>>>

//! MariaDB backend for database-storage TrustyAI instances.
//!
//! Mirrors the MinIO triad: a pod, a service and a credentials secret. The
//! secret's keys follow the TrustyAI operator's `databaseConfigurations`
//! contract; the same values configure the MariaDB container so the two
//! sides agree by construction.

use std::collections::BTreeMap;
use std::time::Duration;

use k8s_openapi::api::core::v1::{
    Container, ContainerPort, EnvVar, Pod, PodSpec, Secret, Service, ServicePort, ServiceSpec,
};
use k8s_openapi::apimachinery::pkg::apis::meta::v1::ObjectMeta;
use k8s_openapi::apimachinery::pkg::util::intstr::IntOrString;
use kube::api::{Api, DeleteParams, PostParams};
use kube::Client;
use tracing::{info, warn};

use crate::poll::{wait_for_resource, PollConfig};
use crate::resources::pod_is_ready;
use crate::Result;

const MARIADB: &str = "mariadb";
const MARIADB_IMAGE: &str = "quay.io/sclorg/mariadb-105-c9s:latest";
const MARIADB_PORT: i32 = 3306;

/// Name of the credentials secret referenced by `databaseConfigurations`
pub const DB_CREDENTIALS_SECRET: &str = "db-credentials";

const DB_NAME: &str = "trustyai_database";
const DB_USERNAME: &str = "trustyai";
const DB_PASSWORD: &str = "trustyai-password";

/// Bound for the MariaDB pod to become Ready
const READY_TIMEOUT: Duration = Duration::from_secs(180);

/// Handle to the provisioned database triad
pub struct MariaDbHandle {
    /// Name of the credentials secret, referenced by the TrustyAI spec
    pub secret_name: String,
    namespace: String,
    client: Client,
}

impl MariaDbHandle {
    /// Create the credentials secret, pod and service, waiting for the pod
    /// to become Ready before returning.
    pub async fn provision(client: &Client, namespace: &str) -> Result<Self> {
        let pods: Api<Pod> = Api::namespaced(client.clone(), namespace);
        let services: Api<Service> = Api::namespaced(client.clone(), namespace);
        let secrets: Api<Secret> = Api::namespaced(client.clone(), namespace);

        let secret = Secret {
            metadata: ObjectMeta {
                name: Some(DB_CREDENTIALS_SECRET.to_string()),
                namespace: Some(namespace.to_string()),
                ..Default::default()
            },
            type_: Some("Opaque".to_string()),
            string_data: Some(BTreeMap::from([
                ("databaseKind".to_string(), MARIADB.to_string()),
                ("databaseUsername".to_string(), DB_USERNAME.to_string()),
                ("databasePassword".to_string(), DB_PASSWORD.to_string()),
                ("databaseService".to_string(), MARIADB.to_string()),
                ("databasePort".to_string(), MARIADB_PORT.to_string()),
                ("databaseName".to_string(), DB_NAME.to_string()),
            ])),
            ..Default::default()
        };
        secrets.create(&PostParams::default(), &secret).await?;

        let labels = BTreeMap::from([("app".to_string(), MARIADB.to_string())]);

        let env = [
            ("MYSQL_USER", DB_USERNAME),
            ("MYSQL_PASSWORD", DB_PASSWORD),
            ("MYSQL_DATABASE", DB_NAME),
        ]
        .into_iter()
        .map(|(name, value)| EnvVar {
            name: name.to_string(),
            value: Some(value.to_string()),
            ..Default::default()
        })
        .collect();

        let pod = Pod {
            metadata: ObjectMeta {
                name: Some(MARIADB.to_string()),
                namespace: Some(namespace.to_string()),
                labels: Some(labels.clone()),
                ..Default::default()
            },
            spec: Some(PodSpec {
                containers: vec![Container {
                    name: MARIADB.to_string(),
                    image: Some(MARIADB_IMAGE.to_string()),
                    env: Some(env),
                    ports: Some(vec![ContainerPort {
                        container_port: MARIADB_PORT,
                        ..Default::default()
                    }]),
                    ..Default::default()
                }],
                ..Default::default()
            }),
            ..Default::default()
        };
        pods.create(&PostParams::default(), &pod).await?;

        let service = Service {
            metadata: ObjectMeta {
                name: Some(MARIADB.to_string()),
                namespace: Some(namespace.to_string()),
                ..Default::default()
            },
            spec: Some(ServiceSpec {
                selector: Some(labels),
                ports: Some(vec![ServicePort {
                    port: MARIADB_PORT,
                    target_port: Some(IntOrString::Int(MARIADB_PORT)),
                    ..Default::default()
                }]),
                ..Default::default()
            }),
            ..Default::default()
        };
        services.create(&PostParams::default(), &service).await?;

        let poll = PollConfig::new(Duration::from_secs(5), READY_TIMEOUT);
        wait_for_resource(&poll, &format!("mariadb pod {namespace}/{MARIADB}"), || {
            let pods = pods.clone();
            async move { Ok(pod_is_ready(&pods.get(MARIADB).await?)) }
        })
        .await?;

        info!(namespace = %namespace, "mariadb backend ready");
        Ok(Self {
            secret_name: DB_CREDENTIALS_SECRET.to_string(),
            namespace: namespace.to_string(),
            client: client.clone(),
        })
    }

    /// Delete the triad, best-effort
    pub async fn release(self) {
        let pods: Api<Pod> = Api::namespaced(self.client.clone(), &self.namespace);
        let services: Api<Service> = Api::namespaced(self.client.clone(), &self.namespace);
        let secrets: Api<Secret> = Api::namespaced(self.client.clone(), &self.namespace);

        if let Err(e) = services.delete(MARIADB, &DeleteParams::default()).await {
            warn!(namespace = %self.namespace, error = %e, "failed to delete mariadb service");
        }
        if let Err(e) = pods.delete(MARIADB, &DeleteParams::default()).await {
            warn!(namespace = %self.namespace, error = %e, "failed to delete mariadb pod");
        }
        if let Err(e) = secrets.delete(&self.secret_name, &DeleteParams::default()).await {
            warn!(namespace = %self.namespace, error = %e, "failed to delete mariadb secret");
        }
    }
}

<<<

**Required work:** Transcribe each line above exactly; skip none.

**Answer to the exercise:**
//! MariaDB backend for database-storage TrustyAI instances.
//!
//! Mirrors the MinIO triad: a pod, a service and a credentials secret. The
//! secret's keys follow the TrustyAI operator's `databaseConfigurations`
//! contract; the same values configure the MariaDB container so the two
//! sides agree by construction.

use std::collections::BTreeMap;
use std::time::Duration;

use k8s_openapi::api::core::v1::{
    Container, ContainerPort, EnvVar, Pod, PodSpec, Secret, Service, ServicePort, ServiceSpec,
};
use k8s_openapi::apimachinery::pkg::apis::meta::v1::ObjectMeta;
use k8s_openapi::apimachinery::pkg::util::intstr::IntOrString;
use kube::api::{Api, DeleteParams, PostParams};
use kube::Client;
use tracing::{info, warn};

use crate::poll::{wait_for_resource, PollConfig};
use crate::resources::pod_is_ready;
use crate::Result;

const MARIADB: &str = "mariadb";
const MARIADB_IMAGE: &str = "quay.io/sclorg/mariadb-105-c9s:latest";
const MARIADB_PORT: i32 = 3306;

/// Name of the credentials secret referenced by `databaseConfigurations`
pub const DB_CREDENTIALS_SECRET: &str = "db-credentials";

const DB_NAME: &str = "trustyai_database";
const DB_USERNAME: &str = "trustyai";
const DB_PASSWORD: &str = "trustyai-password";

/// Bound for the MariaDB pod to become Ready
const READY_TIMEOUT: Duration = Duration::from_secs(180);

/// Handle to the provisioned database triad
pub struct MariaDbHandle {
    /// Name of the credentials secret, referenced by the TrustyAI spec
    pub secret_name: String,
    namespace: String,
    client: Client,
}

impl MariaDbHandle {
    /// Create the credentials secret, pod and service, waiting for the pod
    /// to become Ready before returning.
    pub async fn provision(client: &Client, namespace: &str) -> Result<Self> {
        let pods: Api<Pod> = Api::namespaced(client.clone(), namespace);
        let services: Api<Service> = Api::namespaced(client.clone(), namespace);
        let secrets: Api<Secret> = Api::namespaced(client.clone(), namespace);

        let secret = Secret {
            metadata: ObjectMeta {
                name: Some(DB_CREDENTIALS_SECRET.to_string()),
                namespace: Some(namespace.to_string()),
                ..Default::default()
            },
            type_: Some("Opaque".to_string()),
            string_data: Some(BTreeMap::from([
                ("databaseKind".to_string(), MARIADB.to_string()),
                ("databaseUsername".to_string(), DB_USERNAME.to_string()),
                ("databasePassword".to_string(), DB_PASSWORD.to_string()),
                ("databaseService".to_string(), MARIADB.to_string()),
                ("databasePort".to_string(), MARIADB_PORT.to_string()),
                ("databaseName".to_string(), DB_NAME.to_string()),
            ])),
            ..Default::default()
        };
        secrets.create(&PostParams::default(), &secret).await?;

        let labels = BTreeMap::from([("app".to_string(), MARIADB.to_string())]);

        let env = [
            ("MYSQL_USER", DB_USERNAME),
            ("MYSQL_PASSWORD", DB_PASSWORD),
            ("MYSQL_DATABASE", DB_NAME),
        ]
        .into_iter()
        .map(|(name, value)| EnvVar {
            name: name.to_string(),
            value: Some(value.to_string()),
            ..Default::default()
        })
        .collect();

        let pod = Pod {
            metadata: ObjectMeta {
                name: Some(MARIADB.to_string()),
                namespace: Some(namespace.to_string()),
                labels: Some(labels.clone()),
                ..Default::default()
            },
            spec: Some(PodSpec {
                containers: vec![Container {
                    name: MARIADB.to_string(),
                    image: Some(MARIADB_IMAGE.to_string()),
                    env: Some(env),
                    ports: Some(vec![ContainerPort {
                        container_port: MARIADB_PORT,
                        ..Default::default()
                    }]),
                    ..Default::default()
                }],
                ..Default::default()
            }),
            ..Default::default()
        };
        pods.create(&PostParams::default(), &pod).await?;

        let service = Service {
            metadata: ObjectMeta {
                name: Some(MARIADB.to_string()),
                namespace: Some(namespace.to_string()),
                ..Default::default()
            },
            spec: Some(ServiceSpec {
                selector: Some(labels),
                ports: Some(vec![ServicePort {
                    port: MARIADB_PORT,
                    target_port: Some(IntOrString::Int(MARIADB_PORT)),
                    ..Default::default()
                }]),
                ..Default::default()
            }),
            ..Default::default()
        };
        services.create(&PostParams::default(), &service).await?;

        let poll = PollConfig::new(Duration::from_secs(5), READY_TIMEOUT);
        wait_for_resource(&poll, &format!("mariadb pod {namespace}/{MARIADB}"), || {
            let pods = pods.clone();
            async move { Ok(pod_is_ready(&pods.get(MARIADB).await?)) }
        })
        .await?;

        info!(namespace = %namespace, "mariadb backend ready");
        Ok(Self {
            secret_name: DB_CREDENTIALS_SECRET.to_string(),
            namespace: namespace.to_string(),
            client: client.clone(),
        })
    }

    /// Delete the triad, best-effort
    pub async fn release(self) {
        let pods: Api<Pod> = Api::namespaced(self.client.clone(), &self.namespace);
        let services: Api<Service> = Api::namespaced(self.client.clone(), &self.namespace);
        let secrets: Api<Secret> = Api::namespaced(self.client.clone(), &self.namespace);

        if let Err(e) = services.delete(MARIADB, &DeleteParams::default()).await {
            warn!(namespace = %self.namespace, error = %e, "failed to delete mariadb service");
        }
        if let Err(e) = pods.delete(MARIADB, &DeleteParams::default()).await {
            warn!(namespace = %self.namespace, error = %e, "failed to delete mariadb pod");
        }
        if let Err(e) = secrets.delete(&self.secret_name, &DeleteParams::default()).await {
            warn!(namespace = %self.namespace, error = %e, "failed to delete mariadb secret");
        }
    }
}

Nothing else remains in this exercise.